__WHAT THE TASK REQUIRES__
Your answer must consist of exactly the lines below, starting with the line with "returning to work" and going on through the line with "changes; the latest", and nothing else.

__PROVIDED RECORDS__
• • • •
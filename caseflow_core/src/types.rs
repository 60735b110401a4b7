//! Core domain types for the Caseflow system.
//!
//! This module defines the fundamental types used throughout the system:
//! - Worker exceptions and their lifecycle fields
//! - Cases and their status journal
//! - Rehabilitation plans, exercises and completions
//! - Transition requests and notification intents

use crate::error::Error;
use chrono::{DateTime, NaiveDate, Utc};
use serde::{Deserialize, Serialize};
use std::collections::{HashMap, HashSet};
use std::fmt;
use std::str::FromStr;
use uuid::Uuid;

// ============================================================================
// Exception Types
// ============================================================================

/// Kind of time-bounded condition affecting a worker's availability
#[derive(Clone, Copy, Debug, Serialize, Deserialize, PartialEq, Eq)]
#[serde(rename_all = "snake_case")]
pub enum ExceptionType {
    Injury,
    MedicalLeave,
    Accident,
    Transfer,
    Other,
}

/// A time-bounded condition affecting a worker's availability
///
/// `end_date` absent means the exception is open-ended. `is_active` is an
/// explicit override that forces the exception inactive regardless of its
/// date range; `deactivated_at` records when it was manually closed.
#[derive(Clone, Debug, Serialize, Deserialize)]
pub struct Exception {
    pub id: Uuid,
    pub worker_id: String,
    pub exception_type: ExceptionType,
    pub start_date: NaiveDate,
    pub end_date: Option<NaiveDate>,
    #[serde(default = "default_active")]
    pub is_active: bool,
    pub deactivated_at: Option<DateTime<Utc>>,
    pub reason: Option<String>,
}

fn default_active() -> bool {
    true
}

// ============================================================================
// Case Types
// ============================================================================

/// Case lifecycle status
#[derive(Clone, Copy, Debug, Serialize, Deserialize, PartialEq, Eq, Hash)]
#[serde(rename_all = "snake_case")]
pub enum CaseStatus {
    New,
    Triaged,
    Assessed,
    InRehab,
    ReturnToWork,
    Closed,
}

impl fmt::Display for CaseStatus {
    fn fmt(&self, f: &mut fmt::Formatter<'_>) -> fmt::Result {
        let s = match self {
            CaseStatus::New => "new",
            CaseStatus::Triaged => "triaged",
            CaseStatus::Assessed => "assessed",
            CaseStatus::InRehab => "in_rehab",
            CaseStatus::ReturnToWork => "return_to_work",
            CaseStatus::Closed => "closed",
        };
        f.write_str(s)
    }
}

impl FromStr for CaseStatus {
    type Err = Error;

    fn from_str(s: &str) -> Result<Self, Self::Err> {
        match s.trim().to_lowercase().as_str() {
            "new" => Ok(CaseStatus::New),
            "triaged" => Ok(CaseStatus::Triaged),
            "assessed" => Ok(CaseStatus::Assessed),
            "in_rehab" => Ok(CaseStatus::InRehab),
            "return_to_work" => Ok(CaseStatus::ReturnToWork),
            "closed" => Ok(CaseStatus::Closed),
            other => Err(Error::InvalidStatus(other.to_string())),
        }
    }
}

/// Duty arrangement for a worker returning to work
#[derive(Clone, Copy, Debug, Serialize, Deserialize, PartialEq, Eq)]
#[serde(rename_all = "snake_case")]
pub enum DutyType {
    Modified,
    Full,
}

impl fmt::Display for DutyType {
    fn fmt(&self, f: &mut fmt::Formatter<'_>) -> fmt::Result {
        match self {
            DutyType::Modified => f.write_str("modified"),
            DutyType::Full => f.write_str("full"),
        }
    }
}

impl FromStr for DutyType {
    type Err = Error;

    fn from_str(s: &str) -> Result<Self, Self::Err> {
        match s.trim().to_lowercase().as_str() {
            "modified" => Ok(DutyType::Modified),
            "full" => Ok(DutyType::Full),
            other => Err(Error::InvalidDutyType(other.to_string())),
        }
    }
}

/// One entry in a case's status journal
///
/// `approved_by`/`approved_at` are stamped only for `closed` and
/// `return_to_work` entries.
#[derive(Clone, Debug, Serialize, Deserialize)]
pub struct JournalEntry {
    pub status: CaseStatus,
    pub updated_at: DateTime<Utc>,
    pub updated_by: String,
    pub approved_by: Option<String>,
    pub approved_at: Option<DateTime<Utc>>,
}

/// A worker exception escalated to medical/administrative tracking
///
/// The journal is an append-only ordered log of status changes; the latest
/// entry is the case's current status. A case with an empty journal is `new`.
#[derive(Clone, Debug, Serialize, Deserialize)]
pub struct Case {
    pub id: Uuid,
    pub created_at: DateTime<Utc>,
    pub exception: Exception,
    pub journal: Vec<JournalEntry>,
    pub return_to_work_duty: Option<DutyType>,
    pub return_to_work_date: Option<NaiveDate>,
}

impl Case {
    /// Escalate an exception into a tracked case with an initial `new` entry
    pub fn escalate(exception: Exception, actor: &str, now: DateTime<Utc>) -> Self {
        Case {
            id: Uuid::new_v4(),
            created_at: now,
            exception,
            journal: vec![JournalEntry {
                status: CaseStatus::New,
                updated_at: now,
                updated_by: actor.to_string(),
                approved_by: None,
                approved_at: None,
            }],
            return_to_work_duty: None,
            return_to_work_date: None,
        }
    }

    /// The case's current status (latest journal entry)
    pub fn current_status(&self) -> CaseStatus {
        self.journal
            .last()
            .map(|entry| entry.status)
            .unwrap_or(CaseStatus::New)
    }

    /// Display/notification case number, derived from creation time and id
    pub fn number(&self) -> String {
        crate::status::case_number(self.created_at, Some(&self.id))
    }
}

// ============================================================================
// Rehabilitation Plan Types
// ============================================================================

/// Lifecycle status of a rehabilitation plan
#[derive(Clone, Copy, Debug, Serialize, Deserialize, PartialEq, Eq)]
#[serde(rename_all = "snake_case")]
pub enum PlanStatus {
    Active,
    Completed,
    Cancelled,
}

/// One exercise slot within a plan, performed every plan day
#[derive(Clone, Debug, Serialize, Deserialize, PartialEq, Eq)]
pub struct Exercise {
    pub id: String,
    pub order: u32,
}

/// A bounded daily exercise program tied to one case
///
/// Day 1 is `start_date`; day N is `start_date + (N-1)` days.
#[derive(Clone, Debug, Serialize, Deserialize)]
pub struct RehabilitationPlan {
    pub id: Uuid,
    pub case_id: Uuid,
    pub start_date: NaiveDate,
    pub end_date: NaiveDate,
    pub status: PlanStatus,
    pub exercises: Vec<Exercise>,
}

impl RehabilitationPlan {
    /// Create an active plan, rejecting an end date before the start date
    pub fn new(
        case_id: Uuid,
        start_date: NaiveDate,
        end_date: NaiveDate,
        mut exercises: Vec<Exercise>,
    ) -> crate::Result<Self> {
        if end_date < start_date {
            return Err(Error::InvalidDateRange);
        }
        exercises.sort_by_key(|e| e.order);
        Ok(RehabilitationPlan {
            id: Uuid::new_v4(),
            case_id,
            start_date,
            end_date,
            status: PlanStatus::Active,
            exercises,
        })
    }

    /// Total calendar days covered by the plan, minimum 1
    pub fn total_days(&self) -> i64 {
        (crate::calendar::days_between(self.start_date, self.end_date) + 1).max(1)
    }
}

/// A mark that one exercise was performed on one calendar day of a plan
///
/// Keyed by `(plan_id, exercise_id, date)`; duplicate marks for the same key
/// are idempotent, not additive.
#[derive(Clone, Debug, Serialize, Deserialize, PartialEq, Eq)]
pub struct Completion {
    pub plan_id: Uuid,
    pub exercise_id: String,
    pub date: NaiveDate,
}

/// Per-day sets of completed exercise ids for one plan
pub type CompletionMap = HashMap<NaiveDate, HashSet<String>>;

// ============================================================================
// Transition and Notification Types
// ============================================================================

/// Payload accompanying a requested status transition
///
/// Return-to-work transitions require a duty type and a return date; every
/// other transition carries no extra fields.
#[derive(Clone, Debug, PartialEq, Eq)]
pub enum TransitionRequest {
    Standard,
    ReturnToWork {
        duty_type: DutyType,
        return_date: NaiveDate,
    },
}

/// Recipients eligible for case status notifications
#[derive(Clone, Debug, Default, Serialize, Deserialize)]
pub struct TeamRoster {
    #[serde(default)]
    pub administrators: Vec<String>,
    pub supervisor: Option<String>,
    pub team_leader: Option<String>,
}

/// Who a notification intent is addressed to
#[derive(Clone, Debug, Serialize, Deserialize, PartialEq, Eq)]
#[serde(tag = "role", rename_all = "snake_case")]
pub enum Recipient {
    Administrator { user: String },
    Supervisor { user: String },
    TeamLeader { user: String },
    Worker { worker_id: String },
}

/// A notification to be delivered by an external dispatcher
///
/// Delivery is out of scope; the status machine only produces the intent list.
#[derive(Clone, Debug, Serialize, Deserialize)]
pub struct NotificationIntent {
    pub recipient: Recipient,
    pub case_number: String,
    pub worker_id: String,
    pub status: CaseStatus,
    pub duty_type: Option<DutyType>,
    pub return_date: Option<NaiveDate>,
}

/// Result of a validated, applied status transition
#[derive(Clone, Debug)]
pub struct TransitionOutcome {
    pub case: Case,
    pub intents: Vec<NotificationIntent>,
}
• • • •
__SOLUTION TO THIS TASK__
/// Duty arrangement for a worker returning to work
#[derive(Clone, Copy, Debug, Serialize, Deserialize, PartialEq, Eq)]
#[serde(rename_all = "snake_case")]
pub enum DutyType {
    Modified,
    Full,
}

impl fmt::Display for DutyType {
    fn fmt(&self, f: &mut fmt::Formatter<'_>) -> fmt::Result {
        match self {
            DutyType::Modified => f.write_str("modified"),
            DutyType::Full => f.write_str("full"),
        }
    }
}

impl FromStr for DutyType {
    type Err = Error;

    fn from_str(s: &str) -> Result<Self, Self::Err> {
        match s.trim().to_lowercase().as_str() {
            "modified" => Ok(DutyType::Modified),
            "full" => Ok(DutyType::Full),
            other => Err(Error::InvalidDutyType(other.to_string())),
        }
    }
}

/// One entry in a case's status journal
///
/// `approved_by`/`approved_at` are stamped only for `closed` and
/// `return_to_work` entries.
#[derive(Clone, Debug, Serialize, Deserialize)]
pub struct JournalEntry {
    pub status: CaseStatus,
    pub updated_at: DateTime<Utc>,
    pub updated_by: String,
    pub approved_by: Option<String>,
    pub approved_at: Option<DateTime<Utc>>,
}

/// A worker exception escalated to medical/administrative tracking
///
/// The journal is an append-only ordered log of status changes; the latest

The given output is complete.